# Available data:
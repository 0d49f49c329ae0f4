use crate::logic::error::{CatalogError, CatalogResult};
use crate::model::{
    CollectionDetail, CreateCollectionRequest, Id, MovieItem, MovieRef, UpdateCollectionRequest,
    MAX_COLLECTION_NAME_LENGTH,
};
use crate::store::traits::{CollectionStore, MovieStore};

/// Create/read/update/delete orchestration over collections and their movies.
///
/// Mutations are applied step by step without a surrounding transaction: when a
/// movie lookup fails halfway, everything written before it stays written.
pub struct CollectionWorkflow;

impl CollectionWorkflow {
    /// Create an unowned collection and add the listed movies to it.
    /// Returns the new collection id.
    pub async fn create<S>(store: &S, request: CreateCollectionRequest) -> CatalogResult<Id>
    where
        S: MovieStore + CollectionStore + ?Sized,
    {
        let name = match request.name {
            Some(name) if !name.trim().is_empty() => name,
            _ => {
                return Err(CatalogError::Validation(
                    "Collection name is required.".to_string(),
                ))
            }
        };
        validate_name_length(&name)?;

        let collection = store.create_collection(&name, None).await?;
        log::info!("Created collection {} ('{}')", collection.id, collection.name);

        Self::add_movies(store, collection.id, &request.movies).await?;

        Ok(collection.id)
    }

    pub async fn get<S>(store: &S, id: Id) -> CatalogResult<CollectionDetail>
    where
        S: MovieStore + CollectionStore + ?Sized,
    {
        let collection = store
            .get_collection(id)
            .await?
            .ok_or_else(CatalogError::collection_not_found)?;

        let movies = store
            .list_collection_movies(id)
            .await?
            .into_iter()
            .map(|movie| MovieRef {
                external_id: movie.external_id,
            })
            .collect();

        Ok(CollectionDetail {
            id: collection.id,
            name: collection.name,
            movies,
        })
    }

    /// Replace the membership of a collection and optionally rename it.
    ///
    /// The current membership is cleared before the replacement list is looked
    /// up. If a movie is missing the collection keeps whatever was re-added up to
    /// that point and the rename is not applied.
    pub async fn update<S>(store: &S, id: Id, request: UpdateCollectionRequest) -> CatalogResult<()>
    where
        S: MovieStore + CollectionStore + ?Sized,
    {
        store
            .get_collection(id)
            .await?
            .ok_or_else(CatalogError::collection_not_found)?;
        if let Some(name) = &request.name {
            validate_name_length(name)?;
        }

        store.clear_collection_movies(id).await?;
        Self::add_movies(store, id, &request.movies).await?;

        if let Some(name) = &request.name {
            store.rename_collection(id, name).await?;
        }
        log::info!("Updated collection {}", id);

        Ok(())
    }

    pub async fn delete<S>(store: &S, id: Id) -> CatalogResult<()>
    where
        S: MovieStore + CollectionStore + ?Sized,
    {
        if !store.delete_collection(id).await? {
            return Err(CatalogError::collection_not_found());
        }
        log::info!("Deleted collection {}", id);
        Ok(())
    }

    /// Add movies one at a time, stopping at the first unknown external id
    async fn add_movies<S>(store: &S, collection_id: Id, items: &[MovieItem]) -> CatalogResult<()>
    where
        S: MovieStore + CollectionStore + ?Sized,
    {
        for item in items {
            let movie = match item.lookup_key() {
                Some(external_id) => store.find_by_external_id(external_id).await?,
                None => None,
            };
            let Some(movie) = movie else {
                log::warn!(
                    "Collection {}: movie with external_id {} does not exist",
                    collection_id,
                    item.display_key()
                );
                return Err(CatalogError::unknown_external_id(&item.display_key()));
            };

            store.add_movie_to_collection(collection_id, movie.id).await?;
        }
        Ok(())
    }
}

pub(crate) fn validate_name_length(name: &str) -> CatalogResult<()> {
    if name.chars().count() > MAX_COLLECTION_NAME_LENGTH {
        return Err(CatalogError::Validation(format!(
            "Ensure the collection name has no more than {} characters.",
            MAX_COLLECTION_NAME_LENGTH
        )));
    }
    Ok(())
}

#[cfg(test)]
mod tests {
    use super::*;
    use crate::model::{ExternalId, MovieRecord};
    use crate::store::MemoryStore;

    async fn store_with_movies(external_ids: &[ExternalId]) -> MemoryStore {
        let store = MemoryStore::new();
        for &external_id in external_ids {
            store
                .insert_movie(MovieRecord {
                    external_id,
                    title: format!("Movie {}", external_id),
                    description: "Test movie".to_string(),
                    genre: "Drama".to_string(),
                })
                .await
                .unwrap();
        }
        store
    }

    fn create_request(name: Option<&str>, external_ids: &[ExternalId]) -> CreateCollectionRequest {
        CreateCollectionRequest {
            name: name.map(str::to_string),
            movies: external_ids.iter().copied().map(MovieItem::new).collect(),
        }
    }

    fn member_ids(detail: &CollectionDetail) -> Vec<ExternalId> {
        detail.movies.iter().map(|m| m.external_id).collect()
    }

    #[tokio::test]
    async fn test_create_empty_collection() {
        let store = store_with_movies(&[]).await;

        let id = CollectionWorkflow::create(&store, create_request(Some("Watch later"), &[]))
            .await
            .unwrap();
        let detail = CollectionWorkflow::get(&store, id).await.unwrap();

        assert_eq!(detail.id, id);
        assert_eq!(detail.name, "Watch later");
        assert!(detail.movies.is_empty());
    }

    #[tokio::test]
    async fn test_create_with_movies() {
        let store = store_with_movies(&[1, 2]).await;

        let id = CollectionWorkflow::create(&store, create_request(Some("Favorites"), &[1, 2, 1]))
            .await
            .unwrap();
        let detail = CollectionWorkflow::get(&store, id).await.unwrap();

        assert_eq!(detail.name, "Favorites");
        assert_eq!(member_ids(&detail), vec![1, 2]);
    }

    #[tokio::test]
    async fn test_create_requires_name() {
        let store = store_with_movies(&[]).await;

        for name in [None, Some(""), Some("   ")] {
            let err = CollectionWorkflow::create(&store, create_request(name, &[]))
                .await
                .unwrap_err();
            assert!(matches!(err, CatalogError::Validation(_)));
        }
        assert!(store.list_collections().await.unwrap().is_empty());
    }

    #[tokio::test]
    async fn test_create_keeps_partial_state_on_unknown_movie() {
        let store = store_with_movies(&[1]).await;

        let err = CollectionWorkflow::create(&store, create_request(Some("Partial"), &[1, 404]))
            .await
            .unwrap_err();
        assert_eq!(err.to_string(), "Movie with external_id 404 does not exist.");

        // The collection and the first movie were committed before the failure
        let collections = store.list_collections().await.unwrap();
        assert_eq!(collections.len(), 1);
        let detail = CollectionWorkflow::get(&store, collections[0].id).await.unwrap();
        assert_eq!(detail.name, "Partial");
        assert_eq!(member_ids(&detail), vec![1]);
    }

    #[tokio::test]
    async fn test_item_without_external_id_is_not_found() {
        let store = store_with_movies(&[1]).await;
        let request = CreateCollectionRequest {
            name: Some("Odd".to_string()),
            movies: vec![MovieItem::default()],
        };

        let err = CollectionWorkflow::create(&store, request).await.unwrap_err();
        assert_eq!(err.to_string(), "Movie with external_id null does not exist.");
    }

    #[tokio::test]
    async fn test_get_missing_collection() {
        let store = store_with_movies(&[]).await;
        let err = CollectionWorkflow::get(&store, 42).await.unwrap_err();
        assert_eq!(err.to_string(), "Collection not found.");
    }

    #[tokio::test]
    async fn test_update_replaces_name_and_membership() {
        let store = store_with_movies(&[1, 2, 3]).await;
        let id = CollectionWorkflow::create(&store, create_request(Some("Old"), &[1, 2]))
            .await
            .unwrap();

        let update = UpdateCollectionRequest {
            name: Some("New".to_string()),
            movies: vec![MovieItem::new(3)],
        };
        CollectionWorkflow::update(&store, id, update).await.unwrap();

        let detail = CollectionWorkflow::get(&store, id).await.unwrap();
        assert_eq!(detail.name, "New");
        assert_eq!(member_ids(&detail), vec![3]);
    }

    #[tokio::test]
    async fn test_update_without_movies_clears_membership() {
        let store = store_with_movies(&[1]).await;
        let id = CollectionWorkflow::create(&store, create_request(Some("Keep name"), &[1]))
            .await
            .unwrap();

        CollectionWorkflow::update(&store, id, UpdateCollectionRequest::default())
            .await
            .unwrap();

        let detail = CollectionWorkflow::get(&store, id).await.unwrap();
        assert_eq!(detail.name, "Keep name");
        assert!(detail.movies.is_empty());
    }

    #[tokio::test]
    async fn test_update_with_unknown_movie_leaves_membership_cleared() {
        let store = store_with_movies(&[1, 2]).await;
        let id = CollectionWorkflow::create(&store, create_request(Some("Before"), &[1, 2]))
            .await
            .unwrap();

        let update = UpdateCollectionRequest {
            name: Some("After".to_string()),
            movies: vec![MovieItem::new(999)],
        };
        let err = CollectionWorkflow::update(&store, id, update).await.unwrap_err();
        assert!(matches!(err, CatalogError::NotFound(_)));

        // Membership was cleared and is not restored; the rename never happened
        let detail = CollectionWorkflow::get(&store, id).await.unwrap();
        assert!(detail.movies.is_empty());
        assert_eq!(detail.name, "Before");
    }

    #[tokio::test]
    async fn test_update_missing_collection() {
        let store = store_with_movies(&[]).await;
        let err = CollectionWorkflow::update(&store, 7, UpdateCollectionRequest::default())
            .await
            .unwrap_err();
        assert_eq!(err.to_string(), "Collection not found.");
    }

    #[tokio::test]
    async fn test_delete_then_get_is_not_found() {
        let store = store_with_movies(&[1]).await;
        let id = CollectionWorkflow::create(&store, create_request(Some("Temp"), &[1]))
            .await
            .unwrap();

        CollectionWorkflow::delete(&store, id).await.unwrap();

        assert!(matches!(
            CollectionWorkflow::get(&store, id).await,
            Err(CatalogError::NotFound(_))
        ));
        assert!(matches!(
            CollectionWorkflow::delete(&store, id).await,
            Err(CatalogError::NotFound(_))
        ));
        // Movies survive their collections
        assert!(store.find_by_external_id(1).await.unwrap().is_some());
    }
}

# Problem to solve:
Exactly the lines running from the top of the records to the line that contains "Some(name) if !name.trim().is_empty()", inclusive, must be set down, and nothing more.

# Response area:
repository 0d49f49c329ae0f4
use crate::logic::error::{CatalogError, CatalogResult};
use crate::model::{
    CollectionDetail, CreateCollectionRequest, Id, MovieItem, MovieRef, UpdateCollectionRequest,
    MAX_COLLECTION_NAME_LENGTH,
};
use crate::store::traits::{CollectionStore, MovieStore};

/// Create/read/update/delete orchestration over collections and their movies.
///
/// Mutations are applied step by step without a surrounding transaction: when a
/// movie lookup fails halfway, everything written before it stays written.
pub struct CollectionWorkflow;

impl CollectionWorkflow {
    /// Create an unowned collection and add the listed movies to it.
    /// Returns the new collection id.
    pub async fn create<S>(store: &S, request: CreateCollectionRequest) -> CatalogResult<Id>
    where
        S: MovieStore + CollectionStore + ?Sized,
    {
        let name = match request.name {
            Some(name) if !name.trim().is_empty() => name,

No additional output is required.